The funds will support the construction of a new center that will continue to try to defeat this insidious type of cancer as CSHL aims to develop new treatments.

“Patients should not feel there’s no chance and no hope” after a pancreatic cancer diagnosis, said David Tuveson, Director of the CSHL Cancer Center and a researcher whose lab has taken innovative approaches to pancreatic cancer. “They are watching the evolution of an area in a disease that previously has been challenging to treat. Through fundamental research, we are coming up with new approaches.”

As CSHL works with human organoids, which are tissues grown from a patient’s own cancer cells that can be used to test the effectiveness of various treatments and any resistance from cancer, animal models, and other techniques, they have moved closer to finding targets that could lead to new therapies.

Any novel treatment would likely involve creating new companies, likely on Long Island, that could develop these treatments, file for patents, and build a commercial presence and infrastructure.

“It’s an investment by the state to accelerate our translational research so we can go from preclinical to clinical,” said Tuveson. “Part of that will be to generate private entities that can focus on turning a lead to first-in-class, first-in-human products. It allows us to build that infrastructure.”

Tuveson has been working on a potential treatment for several years.

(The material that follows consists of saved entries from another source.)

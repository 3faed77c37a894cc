//! Scenario runner library
//!
//! Exposes the CLI, configuration and scenario loading for integration testing

pub mod cli;
pub mod config;
pub mod scenario;

pub use config::RunnerConfig;
pub use scenario::{load_scenario, prepare, Prepared};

Other potential treatments are also in the earlier stages of development.

Governor Hochul suggested that the state’s investment fits in the context of an overall goal to boost the local economy with new biotechnology companies.

“New York State is leading on innovative healthcare space, and this funding will advance research to better understand pancreatic cancer – one of the most devastating forms of cancer,” Governor Hochul said in a statement.

Big Picture

The Pancreatic Cancer Center will take a wide range of approaches to this particular type of cancer.

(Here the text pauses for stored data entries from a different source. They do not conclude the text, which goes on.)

//! Success-condition gate.
//!
//! Conditions are OR-combined across every evaluation scope: the first
//! condition/scope pair that holds satisfies the step. The first pass checks
//! every condition; after that a condition stays eligible until its own
//! timeout elapses. Scopes are re-enumerated on every pass.

use std::sync::Arc;
use std::time::Duration;

use action_primitives::{poll_until, BrowserDriver, DEFAULT_POLL_INTERVAL};
use async_trait::async_trait;
use scenario_compiler::condition_locator;
use scenario_core_types::{url_prefix_of, PageId, SuccessCondition};
use serde::Serialize;
use tokio::time::Instant;
use tracing::{debug, info};

use crate::scopes::{resolve_scopes, EvaluationScope};

/// The pair that satisfied a step.
#[derive(Debug, Clone, PartialEq, Eq, Serialize)]
pub struct ConditionMatch {
    pub condition: String,
    pub scope: String,
}

/// Inputs of one evaluation.
#[derive(Debug, Clone)]
pub struct GateRequest<'a> {
    pub conditions: &'a [SuccessCondition],
    /// Page the step acted on; it is the top scope.
    pub active: &'a PageId,
    /// Pages open before the action, for `PopupOpened`.
    pub baseline: &'a [PageId],
}

#[async_trait]
pub trait ConditionGate: Send + Sync {
    /// Returns the first satisfied pair, or `None` once every condition's
    /// timeout has elapsed.
    async fn evaluate(&self, request: GateRequest<'_>) -> Option<ConditionMatch>;
}

pub struct DefaultConditionGate {
    driver: Arc<dyn BrowserDriver>,
    poll_interval: Duration,
}

impl DefaultConditionGate {
    pub fn new(driver: Arc<dyn BrowserDriver>) -> Self {
        Self {
            driver,
            poll_interval: DEFAULT_POLL_INTERVAL,
        }
    }

    pub fn with_poll_interval(mut self, interval: Duration) -> Self {
        self.poll_interval = interval;
        self
    }

    async fn holds_in(&self, condition: &SuccessCondition, scope: &EvaluationScope) -> bool {
        let driver = self.driver.as_ref();
        match condition {
            SuccessCondition::UrlChanged { url_prefix, .. } => {
                if !scope.is_page() {
                    return false;
                }
                driver
                    .current_url(scope.context.page())
                    .await
                    .map(|url| url.starts_with(url_prefix_of(url_prefix)))
                    .unwrap_or(false)
            }
            // Scope independent; answered by the page list.
            SuccessCondition::PopupOpened { .. } => false,
            _ => {
                let Some(locator) = condition_locator(condition) else {
                    return false;
                };
                let element = driver.locate(&scope.context, &locator);
                match driver.is_visible(&element).await {
                    Ok(visible) => visible,
                    Err(err) => {
                        debug!(scope = %scope.name, error = %err, "visibility probe failed");
                        false
                    }
                }
            }
        }
    }

    async fn popup_opened(&self, baseline: &[PageId]) -> bool {
        match self.driver.pages().await {
            Ok(pages) => pages.iter().any(|p| !baseline.contains(&p.id)),
            Err(_) => false,
        }
    }

    /// One pass over every still-eligible condition. A zero timeout still
    /// gets the first pass.
    async fn check_once(
        &self,
        request: &GateRequest<'_>,
        started: Instant,
        first_pass: bool,
    ) -> Option<ConditionMatch> {
        let elapsed = started.elapsed();
        let eligible: Vec<&SuccessCondition> = request
            .conditions
            .iter()
            .filter(|c| first_pass || elapsed <= Duration::from_millis(c.timeout_ms()))
            .collect();

        if eligible
            .iter()
            .any(|c| matches!(c, SuccessCondition::PopupOpened { .. }))
            && self.popup_opened(request.baseline).await
        {
            return Some(ConditionMatch {
                condition: "popup_opened".to_string(),
                scope: "browser".to_string(),
            });
        }

        let scopes = match resolve_scopes(self.driver.as_ref(), request.active).await {
            Ok(scopes) => scopes,
            Err(err) => {
                debug!(error = %err, "scope resolution failed");
                return None;
            }
        };

        for condition in eligible {
            for scope in &scopes {
                if self.holds_in(condition, scope).await {
                    return Some(ConditionMatch {
                        condition: condition.describe(),
                        scope: scope.name.clone(),
                    });
                }
            }
        }
        None
    }
}

#[async_trait]
impl ConditionGate for DefaultConditionGate {
    async fn evaluate(&self, request: GateRequest<'_>) -> Option<ConditionMatch> {
        let longest = request
            .conditions
            .iter()
            .map(SuccessCondition::timeout_ms)
            .max()?;

        let started = Instant::now();
        let mut first_pass = true;
        let found = poll_until(Duration::from_millis(longest), self.poll_interval, || {
            let first = std::mem::replace(&mut first_pass, false);
            self.check_once(&request, started, first)
        })
        .await;

        match &found {
            Some(hit) => info!(
                condition = %hit.condition,
                scope = %hit.scope,
                elapsed_ms = started.elapsed().as_millis() as u64,
                "success condition met"
            ),
            None => debug!(
                conditions = request.conditions.len(),
                "no success condition met"
            ),
        }
        found
    }
}

#[cfg(test)]
mod tests {
    use super::*;
    use action_primitives::fake::FakeDriver;

    fn gate(driver: &Arc<FakeDriver>) -> DefaultConditionGate {
        DefaultConditionGate::new(driver.clone()).with_poll_interval(Duration::from_millis(5))
    }

    fn visible_text(text: &str, timeout: u64) -> SuccessCondition {
        SuccessCondition::ElementVisible {
            selector: None,
            text: Some(text.into()),
            timeout,
        }
    }

    #[tokio::test]
    async fn text_in_a_frame_satisfies_the_step() {
        let driver = Arc::new(FakeDriver::new());
        let page = driver.main_page();
        let frame = driver.add_frame(&page, "modal", "https://x.test/modal");
        driver.add_text(&frame, "Saved");

        let conditions = vec![visible_text("Saved", 50)];
        let hit = gate(&driver)
            .evaluate(GateRequest {
                conditions: &conditions,
                active: &page,
                baseline: &[page.clone()],
            })
            .await
            .unwrap();
        assert_eq!(hit.scope, "frame_1_https://x.test/modal");
        assert_eq!(hit.condition, "element_visible(text=Saved)");
    }

    #[tokio::test]
    async fn url_prefix_ignores_frames_and_matches_pages() {
        let driver = Arc::new(FakeDriver::new());
        let page = driver.main_page();
        driver.set_url(&page, "https://x.test/done?id=1");
        let conditions = vec![SuccessCondition::UrlChanged {
            url_prefix: "https://x.test/done*".into(),
            timeout: 20,
        }];
        let hit = gate(&driver)
            .evaluate(GateRequest {
                conditions: &conditions,
                active: &page,
                baseline: &[],
            })
            .await
            .unwrap();
        assert_eq!(hit.scope, "top_page");
    }

    #[tokio::test]
    async fn popup_needs_a_page_outside_the_baseline() {
        let driver = Arc::new(FakeDriver::new());
        let page = driver.main_page();
        let conditions = vec![SuccessCondition::PopupOpened { timeout: 20 }];
        let request = || GateRequest {
            conditions: &conditions,
            active: &page,
            baseline: std::slice::from_ref(&page),
        };

        assert!(gate(&driver).evaluate(request()).await.is_none());
        driver.add_page("https://help.test/");
        assert!(gate(&driver).evaluate(request()).await.is_some());
    }

    #[tokio::test]
    async fn times_out_when_nothing_matches() {
        let driver = Arc::new(FakeDriver::new());
        let page = driver.main_page();
        let conditions = vec![visible_text("Never", 30), visible_text("Nope", 10)];
        let started = Instant::now();
        let result = gate(&driver)
            .evaluate(GateRequest {
                conditions: &conditions,
                active: &page,
                baseline: &[],
            })
            .await;
        assert!(result.is_none());
        assert!(started.elapsed() >= Duration::from_millis(30));
    }

    #[tokio::test]
    async fn zero_timeout_conditions_get_one_pass() {
        let driver = Arc::new(FakeDriver::new());
        let page = driver.main_page();
        driver.add_text(&driver.main_context(), "Saved");

        let conditions = vec![visible_text("Saved", 0)];
        let hit = gate(&driver)
            .evaluate(GateRequest {
                conditions: &conditions,
                active: &page,
                baseline: &[],
            })
            .await
            .unwrap();
        assert_eq!(hit.scope, "top_page");

        let missing = vec![visible_text("Gone", 0)];
        assert!(gate(&driver)
            .evaluate(GateRequest {
                conditions: &missing,
                active: &page,
                baseline: &[],
            })
            .await
            .is_none());
    }

    #[tokio::test]
    async fn zero_timeout_popup_is_seen_when_already_open() {
        let driver = Arc::new(FakeDriver::new());
        let page = driver.main_page();
        driver.add_page("https://help.test/");

        let conditions = vec![SuccessCondition::PopupOpened { timeout: 0 }];
        let hit = gate(&driver)
            .evaluate(GateRequest {
                conditions: &conditions,
                active: &page,
                baseline: std::slice::from_ref(&page),
            })
            .await
            .unwrap();
        assert_eq!(hit.condition, "popup_opened");
    }

    #[tokio::test]
    async fn empty_condition_list_is_never_satisfied() {
        let driver = Arc::new(FakeDriver::new());
        let page = driver.main_page();
        let result = gate(&driver)
            .evaluate(GateRequest {
                conditions: &[],
                active: &page,
                baseline: &[],
            })
            .await;
        assert!(result.is_none());
    }
}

The Center will be, along with Northwell Health, a “pipeline from fundamental discovery science” to clinical trials conducted with hospital partners, explained Bruce Stillman, CEO of Cold Spring Harbor Laboratory.

The center will address early detection as well.

For Tobias Janowitz, Associate Professor and Cancer Center Program Co-Leader at CSHL, the investment means “we can strengthen collaborations between experts in metabolism, immunology, cancer cell biology, and whole body effects of cancer, all of them interconnected and relevant to therapy development in pancreatic cancer.”

Janowitz explained that patients with pancreatic cancer have the highest incidence of cachexia, in which chronic illness causes a reduction in muscle and fat, lowers people’s interest in food and causes extreme and potentially terminal weight loss. Pancreatic cancer patients almost universally experience a loss of appetite and profound weight and muscle loss.

Understanding cachexia in the context of pancreatic cancer will “enable care for patients with other cancers, too,” Janowitz added.

From that perspective, Janowitz hopes the New York State funds could enable discoveries that reach beyond pancreatic cancer.

As an MD/PhD, Janowitz could be involved in the translation of fundamental discoveries into clinical research and, ultimately, clinical care.

Janowitz has a specific interest in optimizing the therapeutic window for patients with pancreatic cancer.

“We are looking for management options that intensify the anti-cancer effect,” while, at the same time, protecting or reconditioning the whole body, Janowitz added.

Janowitz is using special transcriptomics on clinical samples in collaboration with Jon Preall, who leads the genomics core facility.

In a statement, Cold Spring Harbor Laboratory Chair Marilyn Simons described the state funding as a “catalyst to mobilize further private investment in pancreatic cancer research at CSHL.”

Simons added that her father was diagnosed with pancreatic cancer at the age of 75. A doctor offered him an exploratory operation, which enabled him to live another 14 years.

“Few people are so lucky,” Simons added in a statement. “Our wonderful scientists at Cold Spring Harbor are working with Northwell Health and the Feinstein Institutes to help more people get access to the latest biomedical advances.”